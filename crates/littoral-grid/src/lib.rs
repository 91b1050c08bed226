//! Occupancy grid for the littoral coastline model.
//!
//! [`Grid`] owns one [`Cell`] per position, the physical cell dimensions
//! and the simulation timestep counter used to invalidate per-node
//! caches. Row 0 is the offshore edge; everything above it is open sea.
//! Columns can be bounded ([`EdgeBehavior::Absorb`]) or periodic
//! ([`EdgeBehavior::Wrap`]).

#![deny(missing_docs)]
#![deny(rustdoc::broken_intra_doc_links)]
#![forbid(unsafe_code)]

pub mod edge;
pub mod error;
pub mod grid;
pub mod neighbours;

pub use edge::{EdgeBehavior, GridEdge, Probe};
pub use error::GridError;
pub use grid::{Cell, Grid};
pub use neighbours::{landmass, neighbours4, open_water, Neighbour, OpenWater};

Directions
The required output is a copy of each line in the records where the string "EdgeBehavior" occurs.

Task result
//! Columns can be bounded ([`EdgeBehavior::Absorb`]) or periodic
//! ([`EdgeBehavior::Wrap`]).
pub use edge::{EdgeBehavior, GridEdge, Probe};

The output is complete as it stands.